▶ Task details
Set down all the data again. Change nothing.

[Task data]

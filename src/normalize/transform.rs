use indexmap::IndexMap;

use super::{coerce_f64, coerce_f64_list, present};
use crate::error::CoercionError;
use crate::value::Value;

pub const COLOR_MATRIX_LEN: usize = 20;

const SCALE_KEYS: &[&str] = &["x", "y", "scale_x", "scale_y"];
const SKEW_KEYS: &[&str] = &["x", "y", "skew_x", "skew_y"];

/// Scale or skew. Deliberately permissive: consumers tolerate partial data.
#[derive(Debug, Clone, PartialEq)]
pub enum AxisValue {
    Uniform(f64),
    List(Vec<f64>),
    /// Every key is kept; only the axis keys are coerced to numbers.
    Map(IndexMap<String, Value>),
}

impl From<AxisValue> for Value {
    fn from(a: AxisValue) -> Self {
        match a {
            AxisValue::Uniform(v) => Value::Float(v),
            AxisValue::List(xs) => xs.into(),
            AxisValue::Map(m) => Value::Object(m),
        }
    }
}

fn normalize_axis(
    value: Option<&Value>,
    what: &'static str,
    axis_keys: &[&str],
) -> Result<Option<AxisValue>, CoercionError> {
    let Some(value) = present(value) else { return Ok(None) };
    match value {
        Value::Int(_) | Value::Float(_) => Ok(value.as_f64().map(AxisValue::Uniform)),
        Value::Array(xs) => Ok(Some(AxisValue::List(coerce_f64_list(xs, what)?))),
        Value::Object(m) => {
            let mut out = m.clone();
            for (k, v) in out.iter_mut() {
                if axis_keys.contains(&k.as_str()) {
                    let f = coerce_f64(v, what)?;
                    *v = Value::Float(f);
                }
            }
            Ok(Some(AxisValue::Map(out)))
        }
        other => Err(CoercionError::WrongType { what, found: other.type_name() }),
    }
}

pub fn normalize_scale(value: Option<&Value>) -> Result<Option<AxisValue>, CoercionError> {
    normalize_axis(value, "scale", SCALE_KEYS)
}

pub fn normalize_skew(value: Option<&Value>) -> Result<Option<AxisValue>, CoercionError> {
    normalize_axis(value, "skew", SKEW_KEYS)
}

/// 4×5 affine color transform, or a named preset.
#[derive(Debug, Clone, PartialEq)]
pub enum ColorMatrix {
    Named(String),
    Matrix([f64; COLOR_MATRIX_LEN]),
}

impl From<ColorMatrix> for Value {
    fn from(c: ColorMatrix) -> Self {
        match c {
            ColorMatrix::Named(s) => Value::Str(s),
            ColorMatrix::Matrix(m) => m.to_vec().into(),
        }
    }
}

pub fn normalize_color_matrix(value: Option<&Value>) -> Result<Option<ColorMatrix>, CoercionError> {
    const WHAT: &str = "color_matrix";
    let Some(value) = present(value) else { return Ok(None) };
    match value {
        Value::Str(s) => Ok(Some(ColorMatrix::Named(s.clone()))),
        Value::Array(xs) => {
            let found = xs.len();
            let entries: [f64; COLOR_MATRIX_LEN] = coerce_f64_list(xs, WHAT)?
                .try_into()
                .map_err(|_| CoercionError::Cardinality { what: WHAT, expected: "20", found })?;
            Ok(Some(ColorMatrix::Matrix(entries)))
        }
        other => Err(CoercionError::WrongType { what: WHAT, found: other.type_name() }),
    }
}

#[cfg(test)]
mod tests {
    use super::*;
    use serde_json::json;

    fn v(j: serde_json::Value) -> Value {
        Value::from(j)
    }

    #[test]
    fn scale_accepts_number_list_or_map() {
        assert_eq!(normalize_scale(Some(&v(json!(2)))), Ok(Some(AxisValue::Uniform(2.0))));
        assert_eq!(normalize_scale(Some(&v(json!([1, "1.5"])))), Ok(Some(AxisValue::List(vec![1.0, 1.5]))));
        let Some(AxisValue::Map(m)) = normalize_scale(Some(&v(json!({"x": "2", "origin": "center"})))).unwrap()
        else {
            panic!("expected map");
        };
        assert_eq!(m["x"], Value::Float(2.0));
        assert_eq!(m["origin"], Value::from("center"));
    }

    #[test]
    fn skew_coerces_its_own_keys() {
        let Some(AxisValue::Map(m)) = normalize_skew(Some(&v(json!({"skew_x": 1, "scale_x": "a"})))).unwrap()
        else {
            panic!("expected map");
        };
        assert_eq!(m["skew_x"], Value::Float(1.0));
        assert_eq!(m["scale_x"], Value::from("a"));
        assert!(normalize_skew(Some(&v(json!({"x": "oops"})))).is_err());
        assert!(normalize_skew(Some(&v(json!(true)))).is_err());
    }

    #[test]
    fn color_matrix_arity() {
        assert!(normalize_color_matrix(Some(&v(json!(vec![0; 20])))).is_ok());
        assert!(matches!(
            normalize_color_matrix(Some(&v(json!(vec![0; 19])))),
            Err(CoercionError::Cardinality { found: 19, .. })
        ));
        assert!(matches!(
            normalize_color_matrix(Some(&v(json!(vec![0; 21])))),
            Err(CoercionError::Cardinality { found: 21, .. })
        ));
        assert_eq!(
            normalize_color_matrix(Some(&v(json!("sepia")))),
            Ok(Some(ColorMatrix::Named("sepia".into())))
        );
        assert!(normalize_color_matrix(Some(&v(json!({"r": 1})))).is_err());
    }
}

[/Task data]

▶ Reply
filename src/normalize/transform.rs
use indexmap::IndexMap;

use super::{coerce_f64, coerce_f64_list, present};
use crate::error::CoercionError;
use crate::value::Value;

pub const COLOR_MATRIX_LEN: usize = 20;

const SCALE_KEYS: &[&str] = &["x", "y", "scale_x", "scale_y"];
const SKEW_KEYS: &[&str] = &["x", "y", "skew_x", "skew_y"];

/// Scale or skew. Deliberately permissive: consumers tolerate partial data.
#[derive(Debug, Clone, PartialEq)]
pub enum AxisValue {
    Uniform(f64),
    List(Vec<f64>),
    /// Every key is kept; only the axis keys are coerced to numbers.
    Map(IndexMap<String, Value>),
}

impl From<AxisValue> for Value {
    fn from(a: AxisValue) -> Self {
        match a {
            AxisValue::Uniform(v) => Value::Float(v),
            AxisValue::List(xs) => xs.into(),
            AxisValue::Map(m) => Value::Object(m),
        }
    }
}

fn normalize_axis(
    value: Option<&Value>,
    what: &'static str,
    axis_keys: &[&str],
) -> Result<Option<AxisValue>, CoercionError> {
    let Some(value) = present(value) else { return Ok(None) };
    match value {
        Value::Int(_) | Value::Float(_) => Ok(value.as_f64().map(AxisValue::Uniform)),
        Value::Array(xs) => Ok(Some(AxisValue::List(coerce_f64_list(xs, what)?))),
        Value::Object(m) => {
            let mut out = m.clone();
            for (k, v) in out.iter_mut() {
                if axis_keys.contains(&k.as_str()) {
                    let f = coerce_f64(v, what)?;
                    *v = Value::Float(f);
                }
            }
            Ok(Some(AxisValue::Map(out)))
        }
        other => Err(CoercionError::WrongType { what, found: other.type_name() }),
    }
}

pub fn normalize_scale(value: Option<&Value>) -> Result<Option<AxisValue>, CoercionError> {
    normalize_axis(value, "scale", SCALE_KEYS)
}

pub fn normalize_skew(value: Option<&Value>) -> Result<Option<AxisValue>, CoercionError> {
    normalize_axis(value, "skew", SKEW_KEYS)
}

/// 4×5 affine color transform, or a named preset.
#[derive(Debug, Clone, PartialEq)]
pub enum ColorMatrix {
    Named(String),
    Matrix([f64; COLOR_MATRIX_LEN]),
}

impl From<ColorMatrix> for Value {
    fn from(c: ColorMatrix) -> Self {
        match c {
            ColorMatrix::Named(s) => Value::Str(s),
            ColorMatrix::Matrix(m) => m.to_vec().into(),
        }
    }
}

pub fn normalize_color_matrix(value: Option<&Value>) -> Result<Option<ColorMatrix>, CoercionError> {
    const WHAT: &str = "color_matrix";
    let Some(value) = present(value) else { return Ok(None) };
    match value {
        Value::Str(s) => Ok(Some(ColorMatrix::Named(s.clone()))),
        Value::Array(xs) => {
            let found = xs.len();
            let entries: [f64; COLOR_MATRIX_LEN] = coerce_f64_list(xs, WHAT)?
                .try_into()
                .map_err(|_| CoercionError::Cardinality { what: WHAT, expected: "20", found })?;
            Ok(Some(ColorMatrix::Matrix(entries)))
        }
        other => Err(CoercionError::WrongType { what: WHAT, found: other.type_name() }),
    }
}

#[cfg(test)]
mod tests {
    use super::*;
    use serde_json::json;

    fn v(j: serde_json::Value) -> Value {
        Value::from(j)
    }

    #[test]
    fn scale_accepts_number_list_or_map() {
        assert_eq!(normalize_scale(Some(&v(json!(2)))), Ok(Some(AxisValue::Uniform(2.0))));
        assert_eq!(normalize_scale(Some(&v(json!([1, "1.5"])))), Ok(Some(AxisValue::List(vec![1.0, 1.5]))));
        let Some(AxisValue::Map(m)) = normalize_scale(Some(&v(json!({"x": "2", "origin": "center"})))).unwrap()
        else {
            panic!("expected map");
        };
        assert_eq!(m["x"], Value::Float(2.0));
        assert_eq!(m["origin"], Value::from("center"));
    }

    #[test]
    fn skew_coerces_its_own_keys() {
        let Some(AxisValue::Map(m)) = normalize_skew(Some(&v(json!({"skew_x": 1, "scale_x": "a"})))).unwrap()
        else {
            panic!("expected map");
        };
        assert_eq!(m["skew_x"], Value::Float(1.0));
        assert_eq!(m["scale_x"], Value::from("a"));
        assert!(normalize_skew(Some(&v(json!({"x": "oops"})))).is_err());
        assert!(normalize_skew(Some(&v(json!(true)))).is_err());
    }

    #[test]
    fn color_matrix_arity() {
        assert!(normalize_color_matrix(Some(&v(json!(vec![0; 20])))).is_ok());
        assert!(matches!(
            normalize_color_matrix(Some(&v(json!(vec![0; 19])))),
            Err(CoercionError::Cardinality { found: 19, .. })
        ));
        assert!(matches!(
            normalize_color_matrix(Some(&v(json!(vec![0; 21])))),
            Err(CoercionError::Cardinality { found: 21, .. })
        ));
        assert_eq!(
            normalize_color_matrix(Some(&v(json!("sepia")))),
            Ok(Some(ColorMatrix::Named("sepia".into())))
        );
        assert!(normalize_color_matrix(Some(&v(json!({"r": 1})))).is_err());
    }
}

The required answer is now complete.